PIL normally presents in childhood, and in a recent review of 84 PIL cases, 53 % of
cases occurred before the age of 2 years [2]. Delayed diagnosis can contribute to adult cases and an interval as long as 40 years
between the onset of symptoms and diagnosis with PIL has been reported [3]. Impaired lymphatic drainage in PIL may be confined to the gastrointestinal tract
or form part of a more generalized systemic disorder [4]. Other conditions associated with secondary lymphatic obstruction must be excluded
[1]
[2].
In the unusual setting of adult-onset PIL, clinical features are similar to those
found in children [2]. The most common clinical manifestation is peripheral edema secondary to impaired
lymphatic drainage and/or hypoalbuminemia [2]
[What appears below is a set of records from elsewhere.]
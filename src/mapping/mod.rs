//! Source id <-> Sink id identity mapping.
//!
//! The two stores never share identifiers, so this table is the only thing
//! joining a Source page to its Sink note. Links are 1:1 and are only ever
//! added or re-pointed during a run, which is what lets a rerun turn a
//! repeated create into an update.
//!
//! Entries keep insertion order so the serialized form is deterministic;
//! lookups go through a hash index on either side.

pub mod file;

pub use file::CacheFile;

use crate::error::{Result, SyncError};
use crate::model::{SinkId, SourceId};
use std::collections::HashMap;
use tracing::{debug, warn};

/// One (Source id, Sink id) link
#[derive(Debug, Clone, PartialEq, Eq)]
pub struct MappingEntry {
    pub source_id: SourceId,
    pub sink_id: SinkId,
}

/// Outcome of [`MappingCache::upsert`]
#[derive(Debug, Clone, PartialEq, Eq)]
pub enum Upsert {
    /// The exact pair was already present
    Unchanged,
    /// A new link was added
    Inserted,
    /// The Source id was linked to a different Sink id before
    Relinked { previous: SinkId },
}

/// Bidirectional identity table
#[derive(Debug, Clone, Default)]
pub struct MappingCache {
    entries: Vec<MappingEntry>,
    by_source: HashMap<SourceId, usize>,
    by_sink: HashMap<SinkId, usize>,
}

impl MappingCache {
    pub fn new() -> Self {
        Self::default()
    }

    /// Build a cache from a serialized pair list.
    ///
    /// Absent or unreadable input gives an empty cache: a lost cache costs a
    /// round of duplicate detection work, never the run.
    pub fn load(raw: Option<&str>) -> Self {
        let Some(raw) = raw else {
            debug!("No mapping cache found, starting empty");
            return Self::new();
        };

        match Self::parse(raw) {
            Ok(cache) => {
                debug!("Loaded {} mapping entries", cache.len());
                cache
            }
            Err(e) => {
                warn!("{}; starting with an empty mapping", e);
                Self::new()
            }
        }
    }

    /// Strict variant of [`MappingCache::load`].
    pub fn parse(raw: &str) -> Result<Self> {
        if raw.trim().is_empty() {
            return Ok(Self::new());
        }

        let pairs: Vec<(SourceId, SinkId)> =
            serde_json::from_str(raw).map_err(|e| SyncError::CacheLoad(e.to_string()))?;

        let mut cache = Self::new();
        for (source_id, sink_id) in pairs {
            if source_id.is_empty() || sink_id.is_empty() {
                warn!("Skipping mapping entry with an empty id");
                continue;
            }
            cache.upsert(source_id, sink_id);
        }
        Ok(cache)
    }

    /// Serialize as a JSON array of `[sourceId, sinkId]` pairs.
    pub fn serialize(&self) -> String {
        let pairs: Vec<(&str, &str)> = self
            .entries
            .iter()
            .map(|e| (e.source_id.as_str(), e.sink_id.as_str()))
            .collect();
        // Serializing string pairs cannot fail
        serde_json::to_string(&pairs).unwrap_or_else(|_| "[]".to_string())
    }

    pub fn lookup_by_source(&self, source_id: &str) -> Option<&SinkId> {
        self.by_source
            .get(source_id)
            .map(|&idx| &self.entries[idx].sink_id)
    }

    pub fn lookup_by_sink(&self, sink_id: &str) -> Option<&SourceId> {
        self.by_sink
            .get(sink_id)
            .map(|&idx| &self.entries[idx].source_id)
    }

    /// Link `source_id` to `sink_id`.
    ///
    /// Re-linking a Source id replaces its old Sink id. A Sink id that was
    /// linked to some other Source id is taken over, and that stale entry is
    /// dropped so neither side ever holds two links.
    pub fn upsert(&mut self, source_id: impl Into<SourceId>, sink_id: impl Into<SinkId>) -> Upsert {
        let source_id = source_id.into();
        let sink_id = sink_id.into();

        if self.lookup_by_source(&source_id) == Some(&sink_id) {
            return Upsert::Unchanged;
        }

        if let Some(holder) = self.by_sink.get(&sink_id).copied() {
            let stale = self.entries.remove(holder);
            warn!(
                "Sink note {} moves from source {} to {}",
                sink_id, stale.source_id, source_id
            );
            self.reindex();
        }

        match self.by_source.get(&source_id).copied() {
            Some(idx) => {
                let previous = std::mem::replace(&mut self.entries[idx].sink_id, sink_id.clone());
                self.by_sink.remove(&previous);
                self.by_sink.insert(sink_id, idx);
                Upsert::Relinked { previous }
            }
            None => {
                let idx = self.entries.len();
                self.by_source.insert(source_id.clone(), idx);
                self.by_sink.insert(sink_id.clone(), idx);
                self.entries.push(MappingEntry { source_id, sink_id });
                Upsert::Inserted
            }
        }
    }

    pub fn iter(&self) -> impl Iterator<Item = &MappingEntry> {
        self.entries.iter()
    }

    pub fn len(&self) -> usize {
        self.entries.len()
    }

    pub fn is_empty(&self) -> bool {
        self.entries.is_empty()
    }

    fn reindex(&mut self) {
        self.by_source.clear();
        self.by_sink.clear();
        for (idx, entry) in self.entries.iter().enumerate() {
            self.by_source.insert(entry.source_id.clone(), idx);
            self.by_sink.insert(entry.sink_id.clone(), idx);
        }
    }
}
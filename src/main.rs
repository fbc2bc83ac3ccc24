use clap::Parser;
use colored::Colorize;
use notebridge::store::{HttpFetch, LocalGraphStore, LocalNotebookStore};
use notebridge::{Cli, Config, Pipeline, Result, RunReport, SyncError};
use std::process::ExitCode;
use std::sync::Arc;
use tracing_subscriber::EnvFilter;

#[tokio::main]
async fn main() -> ExitCode {
    let cli = Cli::parse();

    let default_level = if cli.verbose { "notebridge=debug" } else { "info" };
    let filter =
        EnvFilter::try_from_default_env().unwrap_or_else(|_| EnvFilter::new(default_level));
    tracing_subscriber::fmt()
        .with_env_filter(filter)
        .with_writer(std::io::stderr)
        .init();

    match run(cli).await {
        Ok(report) => {
            println!("{} Sync complete", "✓".green().bold());
            println!("{}", report);
            ExitCode::SUCCESS
        }
        Err(e) => {
            eprintln!("{} {}", "✗".red().bold(), e);
            if e.is_retryable() {
                eprintln!("  Safe to run again: linked notes are updated, not duplicated.");
            }
            ExitCode::FAILURE
        }
    }
}

async fn run(cli: Cli) -> Result<RunReport> {
    let config = Config::from_cli(cli)?;

    let source = LocalGraphStore::open(&config.source_dir, &config.sync.graph, config.sync.download)
        .await
        .map_err(SyncError::Ingest)?;
    let sink = LocalNotebookStore::open(&config.sink_dir);
    let fetch = HttpFetch::new(config.http_timeout)
        .map_err(|e| SyncError::Config(format!("Cannot build HTTP client: {:#}", e)))?;

    let mut pipeline = Pipeline::new(
        Arc::new(source),
        Arc::new(sink),
        Arc::new(fetch),
        config.cache_file,
        config.sync,
    );
    pipeline.run().await
}
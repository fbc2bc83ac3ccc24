//! HTTP implementation of [`ExternalFetch`].

use crate::store::ExternalFetch;
use anyhow::{bail, Context, Result};
use async_trait::async_trait;
use std::time::Duration;

pub struct HttpFetch {
    client: reqwest::Client,
}

impl HttpFetch {
    pub fn new(timeout: Duration) -> Result<Self> {
        let client = reqwest::Client::builder()
            .timeout(timeout)
            .user_agent(concat!("notebridge/", env!("CARGO_PKG_VERSION")))
            .build()
            .context("Failed to build HTTP client")?;
        Ok(Self { client })
    }
}

#[async_trait]
impl ExternalFetch for HttpFetch {
    async fn get(&self, url: &str) -> Result<serde_json::Value> {
        let resp = self
            .client
            .get(url)
            .send()
            .await
            .with_context(|| format!("GET {}", url))?;

        let status = resp.status();
        if !status.is_success() {
            let body = resp.text().await.unwrap_or_default();
            bail!("GET {} returned HTTP {}: {}", url, status, body);
        }

        resp.json::<serde_json::Value>()
            .await
            .with_context(|| format!("GET {}: response is not JSON", url))
    }

    async fn post(&self, url: &str, body: &serde_json::Value) -> Result<String> {
        let resp = self
            .client
            .post(url)
            .json(body)
            .send()
            .await
            .with_context(|| format!("POST {}", url))?;

        let status = resp.status();
        let text = resp.text().await.unwrap_or_default();
        if !status.is_success() {
            bail!("POST {} returned HTTP {}: {}", url, status, text);
        }
        Ok(text)
    }
}
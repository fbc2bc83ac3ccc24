//! Collaborator interfaces the sync core talks to, plus local implementations.
//!
//! The core never sees a transport. Source and Sink are reached through
//! [`SourceStore`] and [`SinkStore`]; arbitrary HTTP endpoints through
//! [`ExternalFetch`]. Timeouts and retries belong to the implementations.

pub mod graph;
pub mod http;
pub mod local_sink;
pub mod local_source;

pub use graph::Graph;
pub use http::HttpFetch;
pub use local_sink::LocalNotebookStore;
pub use local_source::LocalGraphStore;

use crate::model::{ImportItem, MergeReceipt, NewSinkNote, SinkId, SinkNote, SyncSnapshot};
use anyhow::Result;
use async_trait::async_trait;

/// The primary note graph
#[async_trait]
pub trait SourceStore: Send + Sync {
    /// Merge a payload in one call. Updates keep their uid; the receipt
    /// reports the uid every item landed on.
    async fn import(&self, batch: &[ImportItem]) -> Result<MergeReceipt>;

    /// Full export of the current graph. `remove_artifacts` discards the
    /// downloaded archive once the snapshot is in memory.
    async fn export_snapshot(&self, remove_artifacts: bool) -> Result<SyncSnapshot>;
}

/// Filter for [`SinkStore::find_notes`]
#[derive(Debug, Clone, PartialEq, Eq)]
pub struct NoteQuery {
    pub notebook: String,
    /// Exclude notes carrying this tag
    pub without_tag: Option<String>,
}

/// The secondary note store
#[async_trait]
pub trait SinkStore: Send + Sync {
    /// Connect and make sure the store is usable
    async fn init(&self) -> Result<()>;

    async fn find_notes(&self, query: &NoteQuery) -> Result<Vec<SinkNote>>;

    async fn get_note(&self, id: &str) -> Result<Option<SinkNote>>;

    /// Create a note, returning the id Sink assigned
    async fn create_note(&self, note: NewSinkNote) -> Result<SinkId>;

    /// Overwrite an existing note
    async fn update_note(&self, note: &SinkNote) -> Result<()>;
}

/// Generic JSON-over-HTTP access
#[async_trait]
pub trait ExternalFetch: Send + Sync {
    async fn get(&self, url: &str) -> Result<serde_json::Value>;

    async fn post(&self, url: &str, body: &serde_json::Value) -> Result<String>;
}
//! Best-effort forward of the snapshot to an external endpoint.
//!
//! Runs as a detached task next to the Sink write. Its outcome is logged and
//! reported, never propagated, and it has no access to the mapping.

use crate::error::SyncError;
use crate::model::SyncSnapshot;
use crate::store::ExternalFetch;
use serde_json::json;
use std::sync::Arc;
use tokio::task::JoinHandle;
use tracing::{info, warn};

pub struct PushStage {
    fetch: Arc<dyn ExternalFetch>,
    url: Option<String>,
}

impl PushStage {
    pub fn new(fetch: Arc<dyn ExternalFetch>, url: Option<String>) -> Self {
        Self { fetch, url }
    }

    /// Request body: the snapshot's pages tagged with the graph name.
    pub fn payload(snapshot: &SyncSnapshot) -> serde_json::Value {
        json!({
            "graphName": snapshot.graph,
            "graphContent": snapshot.notes,
        })
    }

    /// Start the push. `None` when no endpoint is configured; the handle
    /// resolves to whether the endpoint accepted the snapshot.
    pub fn spawn(&self, snapshot: &SyncSnapshot) -> Option<JoinHandle<bool>> {
        let url = self.url.clone()?;
        let fetch = Arc::clone(&self.fetch);
        let body = Self::payload(snapshot);
        let pages = snapshot.notes.len();

        Some(tokio::spawn(async move {
            match fetch.post(&url, &body).await {
                Ok(_) => {
                    info!("Pushed {} pages to {}", pages, url);
                    true
                }
                Err(e) => {
                    warn!("{}", SyncError::Push(e.context(format!("POST {}", url))));
                    false
                }
            }
        }))
    }
}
[5]. Protein-losing enteropathy, steatorrhea, and chylous ascites or pleural effusions
may be seen [2]
[3]
[5]. Lymph leakage into the intestinal lumen leads to hypoalbuminemia, lymphopenia,
and hypogammaglobulinemia [1]
[2]
[5]. Electrolyte disturbance including hypocalcemia and malabsorption of fat-soluble
vitamins may occur [5]
[6]. Osteomalacia and osteoporosis as a consequence of malnutrition have been reported
[6]. PIL induced immunodeficiency may predispose to opportunistic infection and an initial
presentation with cryptococcal meningitis has been reported in a 30-year-old woman
[4]
[7].
Cross-sectional imaging often demonstrates nonspecific small bowel thickening but
is important in localizing abnormalities and excluding a secondary obstructive cause
[1]
[5]. Capsule endoscopy and antegrade double-balloon enteroscopy are increasingly used
in the diagnosis of PIL and can identify several abnormalities [1]
[3]
[5]
[8]
[9]
[10]
[11]. The small bowel endoscopic appearance typically includes edematous mucosal folds,
scattered white-tipped villi or spots, white plaques, and the presence of intraluminal
chyle-like substance [1]
[3]
[5]
[8]
[9]
[10]
[11]. Cystic nodules have also been described [5]. Small-bowel biopsies confirm the diagnosis and demonstrate dilated mucosal and
sometimes submucosal lymphatics [1]
[5].
Treatment is primarily dietary with a low fat, high protein diet supplemented by medium-chain
triglycerides [2]
[10]
[12]. Medium-chain triglycerides are directly absorbed in the portal venous system and
so do not exacerbate lacteal engorgement and lymph leakage in the gastrointestinal
tract [2]
[12]. Dietary therapy seems less effective in adults and efficacy may be as low as 39 %
[2]. The goals of dietary therapy include the resolution of symptoms and signs, and
correction of hypoproteinemia and any other biochemical abnormalities. In severe refractory
cases, the use of parenteral nutrition can complement enteral nutrition and reduce
dietary fat intake [2]
[12]. Surgical resection of localized segmental disease has also been undertaken [2]. The use of octreotide and antiplasmin in cases refractory to dietary therapy has
been successful in isolated reports but requires further evaluation [2]
[13]
[14]. Small intestinal B-cell lymphoma has been reported in a small number of patients
with longstanding PIL and while causality cannot be determined through isolated case
reports, it has been postulated that this may represent a real phenomenon related
to PIL induced immune deficiency [2]
[4]
[15].
In summary, PIL is rare and may present insidiously in adults. The diagnosis should
be considered in patients with ankle edema and a protein losing enteropathy after
exclusion of other more common causes of malabsorption and secondary lymphatic obstruction.
Gastroenterologists should also remain vigilant for the development of small-bowel
lymphoma in adult patients with PIL.